Posted January 21, 2020 by Mark Perna
In a historically tight labor market, a brand-new study uncovers the nuances of the multigenerational workforce. Mark’s article, “Late-Breaking Research Shows What Four Unique Generations At Work Really Want,” published at Forbes.com on January 21, 2020.
Today’s labor market is tighter than ever. A full 54% of companies worldwide report a scarcity of skilled workers—almost double what it was just a decade ago. To stay competitive in the labor market, employers have no choice but to deliver what workers really want. But what is that exactly?
To stay competitive in the labor market, employers have no choice but to deliver what workers really want. But what is that exactly? Click To Tweet
Just in time, a brand-new study by ManpowerGroup delves into the nitty-gritty of the new multigenerational workforce—breaking it down, generation by generation, to uncover what matters most for workers. Recognizing employers’ mandate to attract and retain skilled employees, the study ranks workplace priorities for each generation, sometimes even by gender, in both recruitment and retention.
While the bottom-line requirements like good pay, career advancement and challenging work are universal across all generations, there are significant nuances that employers can’t and shouldn’t ignore. Among the key findings:
Gen-Z—defined as ages 18–24—is most focused on money. The tough economic lessons that their parents learned during the Great Recession also hit home with them, especially women. Gen-Z men also value good pay, but almost equally, they value skills development and career advancement, too. Additionally, the study notes that college-educated women now outnumber college-educated men in the workforce—and Gen-Z won’t be content with unequal pay. Flexibility, challenging work and a strong brand also matter to today’s youngest generation.
Millennials—defined as ages 25–34—top their list with three things: higher pay, flexibility and challenging work. Flexibility is especially important for Millennial women, who are more likely to balance their career with family and home responsibilities. And given their known preference for group interactions, it’s no surprise that they also value working with a great team. Meanwhile, Millennial men appreciate positive relationships with co-workers and having a good boss.

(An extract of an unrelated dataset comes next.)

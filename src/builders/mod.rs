//! Builders that turn configuration into running components.

pub mod pool_builder;

pub use pool_builder::build_registry;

Gen-X workers—defined as ages 35–54—are not only caring for their children, but for many, also their aging parents. It’s no surprise then that Gen-Xers—men and women alike—prioritize flexibility above all else. Their ability to choose when to start and end their workday, to work remotely when needed, and to utilize paid parental leave are all desired perks.
Boomers—defined as ages 55–64+—have long been characterized as solely focused on their career and paycheck. But as they age, some new priorities are emerging. While pay and challenging work still lead their list, they also place high importance on relationships with both company leadership and co-workers. Additionally, they are less interested in professional development to learn new skills—preferring instead to “grow as individuals, not just employees.”

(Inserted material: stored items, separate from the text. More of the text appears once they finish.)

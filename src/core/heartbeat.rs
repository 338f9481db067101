//! Fixed-period heartbeat driving every tick.
//!
//! One dedicated thread runs [`Heartbeat::tick`] every period. A tick runs
//! five phases in strict order:
//!
//! 1. Scheduler pass (timers, chains, recurring jobs).
//! 2. Network pump.
//! 3. Sequential entity logic.
//! 4. Parallel entity update behind the completion gate.
//! 5. Reset phase.
//!
//! Tick `n + 1` never starts before tick `n` returns. A failure that escapes
//! the phases is logged and followed by a best-effort `save_all`; the process
//! keeps running.

use std::sync::Arc;
use std::thread::{self, JoinHandle};
use std::time::{Duration, Instant};

use anyhow::{anyhow, Context};
use crossbeam_channel::{bounded, RecvTimeoutError, Sender};
use tracing::{debug, error, info, warn};

use crate::config::HeartbeatConfig;

use super::barrier::{run_parallel_phase, EntityHandle, PhaseReport};
use super::error::{AppResult, EntityFault};
use super::fault;
use super::pools::PoolRegistry;
use super::scheduler::{Scheduler, TickSummary};
use super::worker_pool::{PoolError, WorkerPool};

/// Update applied to each entity in the parallel phase.
pub type EntityUpdate<E> = Box<dyn Fn(&mut E) -> AppResult<()> + Send + Sync>;

/// The simulation the heartbeat drives.
///
/// Every phase except the parallel update runs on the heartbeat thread with
/// exclusive access to the world. Returning `Err` from a phase aborts the
/// rest of the tick and triggers `save_all`.
pub trait World: Send + 'static {
    /// Per-entity state updated in the parallel phase.
    type Entity: Send + 'static;

    /// Read and dispatch pending client input.
    ///
    /// # Errors
    ///
    /// Any error is treated as a catastrophic tick failure.
    fn pump_network(&mut self, scheduler: &mut Scheduler) -> AppResult<()>;

    /// Logic that must see entities one at a time, such as movement or combat.
    ///
    /// # Errors
    ///
    /// Any error is treated as a catastrophic tick failure.
    fn process_sequential(&mut self, scheduler: &mut Scheduler) -> AppResult<()>;

    /// Snapshot of the entities to update this tick.
    fn active_entities(&self) -> Vec<EntityHandle<Self::Entity>>;

    /// Build this tick's entity update from world state. The returned closure
    /// runs once per entity on a pool thread with the entity locked; an error
    /// it returns flags that entity only.
    fn entity_update(&self) -> EntityUpdate<Self::Entity>;

    /// React to entities whose update failed: disconnect players, remove NPCs.
    ///
    /// # Errors
    ///
    /// Any error is treated as a catastrophic tick failure.
    fn on_entity_faults(&mut self, faults: &[EntityFault]) -> AppResult<()>;

    /// Clear per-tick flags once every entity has been updated.
    ///
    /// # Errors
    ///
    /// Any error is treated as a catastrophic tick failure.
    fn reset(&mut self) -> AppResult<()>;

    /// Persist everything. Called after a catastrophic tick and on shutdown.
    ///
    /// # Errors
    ///
    /// Errors are logged; nothing else depends on them.
    fn save_all(&mut self) -> AppResult<()>;
}

/// Outcome of one tick.
#[derive(Debug, Clone, Default, PartialEq, Eq)]
pub struct TickReport {
    /// Tick number, starting at 1.
    pub tick: u64,
    /// Scheduler pass summary.
    pub jobs: TickSummary,
    /// Parallel entity phase summary.
    pub entities: PhaseReport,
    /// Wall time spent in the tick.
    pub elapsed: Duration,
    /// Message of a failure that aborted the tick, if any.
    pub fault: Option<String>,
}

impl TickReport {
    /// Whether every phase completed.
    #[must_use]
    pub const fn is_ok(&self) -> bool {
        self.fault.is_none()
    }
}

/// Owns the scheduler and the world, and runs ticks over them.
pub struct Heartbeat<W: World> {
    scheduler: Scheduler,
    world: W,
    pool: Arc<WorkerPool>,
    period: Duration,
    ticks: u64,
}

impl<W: World> Heartbeat<W> {
    /// Drive `world` with a fresh scheduler, updating entities on `pool`.
    pub fn new(world: W, pool: Arc<WorkerPool>, config: &HeartbeatConfig) -> Self {
        Self {
            scheduler: Scheduler::new(),
            world,
            pool,
            period: config.period(),
            ticks: 0,
        }
    }

    /// Like [`Heartbeat::new`], taking the entity pool named in `config`
    /// from `registry`.
    ///
    /// # Errors
    ///
    /// `PoolError::UnknownPool` when the registry has no such pool.
    pub fn from_registry(
        world: W,
        registry: &PoolRegistry,
        config: &HeartbeatConfig,
    ) -> Result<Self, PoolError> {
        let pool = registry.require(&config.entity_pool)?;
        Ok(Self::new(world, pool, config))
    }

    /// Scheduler shared with content code.
    #[must_use]
    pub const fn scheduler(&self) -> &Scheduler {
        &self.scheduler
    }

    /// Mutable scheduler, for submitting jobs between ticks.
    pub fn scheduler_mut(&mut self) -> &mut Scheduler {
        &mut self.scheduler
    }

    /// The world.
    #[must_use]
    pub const fn world(&self) -> &W {
        &self.world
    }

    /// Mutable world.
    pub fn world_mut(&mut self) -> &mut W {
        &mut self.world
    }

    /// Ticks run so far.
    #[must_use]
    pub const fn ticks(&self) -> u64 {
        self.ticks
    }

    /// Configured period.
    #[must_use]
    pub const fn period(&self) -> Duration {
        self.period
    }

    /// Run one tick.
    pub fn tick(&mut self) -> TickReport {
        self.ticks += 1;
        let start = Instant::now();
        let mut report = TickReport {
            tick: self.ticks,
            ..TickReport::default()
        };

        let scheduler = &mut self.scheduler;
        let world = &mut self.world;
        let pool = &self.pool;
        let jobs = &mut report.jobs;
        let entities = &mut report.entities;

        let outcome = fault::guard(|| {
            *jobs = scheduler.tick();
            world.pump_network(scheduler).context("network phase")?;
            world
                .process_sequential(scheduler)
                .context("sequential phase")?;

            let active = world.active_entities();
            *entities = run_parallel_phase(pool, &active, world.entity_update());
            if !entities.failed.is_empty() {
                world
                    .on_entity_faults(&entities.failed)
                    .context("entity fault handling")?;
            }

            world.reset().context("reset phase")
        });

        if let Err(message) = outcome {
            error!(tick = report.tick, error = %message, "tick failed, saving world");
            if let Err(save) = fault::guard(|| self.world.save_all()) {
                error!(tick = report.tick, error = %save, "save after failed tick also failed");
            }
            report.fault = Some(message);
        }

        report.elapsed = start.elapsed();
        debug!(
            tick = report.tick,
            fired = report.jobs.fired,
            job_faults = report.jobs.faults.len(),
            entities = report.entities.total(),
            entity_faults = report.entities.failed.len(),
            elapsed_ms = millis(report.elapsed),
            "tick complete"
        );
        report
    }

    /// Cancel every job and save the world. The heartbeat must not be ticked
    /// afterwards.
    pub fn shutdown(&mut self) {
        self.scheduler.shutdown();
        if let Err(e) = fault::guard(|| self.world.save_all()) {
            error!(error = %e, "save on shutdown failed");
        }
        info!(ticks = self.ticks, "heartbeat shut down");
    }

    /// Move the heartbeat onto its own thread, ticking every period until
    /// [`HeartbeatHandle::stop`].
    ///
    /// A tick that runs past its slot is logged and the next one starts right
    /// away; missed slots are not replayed.
    ///
    /// # Errors
    ///
    /// Fails if the thread cannot be spawned.
    pub fn start(self) -> AppResult<HeartbeatHandle<W>> {
        let (stop_tx, stop_rx) = bounded::<()>(1);
        let thread = thread::Builder::new()
            .name("heartbeat".to_string())
            .spawn(move || {
                let mut heartbeat = self;
                let period = heartbeat.period;
                info!(period_ms = millis(period), "heartbeat started");

                let mut next = Instant::now();
                loop {
                    heartbeat.tick();

                    next += period;
                    let now = Instant::now();
                    if now > next {
                        warn!(
                            tick = heartbeat.ticks,
                            overrun_ms = millis(now - next),
                            "tick exceeded period"
                        );
                        next = now;
                    }

                    match stop_rx.recv_timeout(next.saturating_duration_since(now)) {
                        Err(RecvTimeoutError::Timeout) => {}
                        Ok(()) | Err(RecvTimeoutError::Disconnected) => break,
                    }
                }

                info!(ticks = heartbeat.ticks, "heartbeat stopped");
                heartbeat
            })
            .context("failed to spawn heartbeat thread")?;

        Ok(HeartbeatHandle { stop_tx, thread })
    }
}

impl<W: World + std::fmt::Debug> std::fmt::Debug for Heartbeat<W> {
    fn fmt(&self, f: &mut std::fmt::Formatter<'_>) -> std::fmt::Result {
        f.debug_struct("Heartbeat")
            .field("world", &self.world)
            .field("scheduler", &self.scheduler)
            .field("pool", &self.pool.name())
            .field("period", &self.period)
            .field("ticks", &self.ticks)
            .finish()
    }
}

fn millis(duration: Duration) -> u64 {
    u64::try_from(duration.as_millis()).unwrap_or(u64::MAX)
}

/// Handle to a running heartbeat thread.
#[derive(Debug)]
pub struct HeartbeatHandle<W: World> {
    stop_tx: Sender<()>,
    thread: JoinHandle<Heartbeat<W>>,
}

impl<W: World> HeartbeatHandle<W> {
    /// Whether the heartbeat thread is still ticking.
    #[must_use]
    pub fn is_running(&self) -> bool {
        !self.thread.is_finished()
    }

    /// Stop after the current tick and hand the heartbeat back.
    ///
    /// # Errors
    ///
    /// Fails if the heartbeat thread panicked.
    pub fn stop(self) -> AppResult<Heartbeat<W>> {
        // A disconnected stop channel ends the loop after the current tick
        drop(self.stop_tx);
        self.thread
            .join()
            .map_err(|payload| {
                anyhow!("heartbeat thread {}", fault::panic_message(payload.as_ref()))
            })
    }
}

All workers surveyed—regardless of generation or gender—are motivated by higher pay. Yet the study also notes that compensation can go beyond salary alone. Almost nine out of 10 U.S. workers value additional benefits as much as pay. Challenging work is also a universal priority, along with opportunities to grow professionally through coaching, goal setting, personalized assessments and mentorship. And workers want to see a clear career trajectory: where they are, where they’re going and how they’re going to get there. Allowing workers to upskill while on the clock through free training, online courses and a “culture of learnability” is another big advantage.
So there you have it. In a historically tight labor market, the nuances of the multigenerational workforce—and what four unique generations at work really want—are clear and oh-so-real. Now the question is, what are employers going to do about it?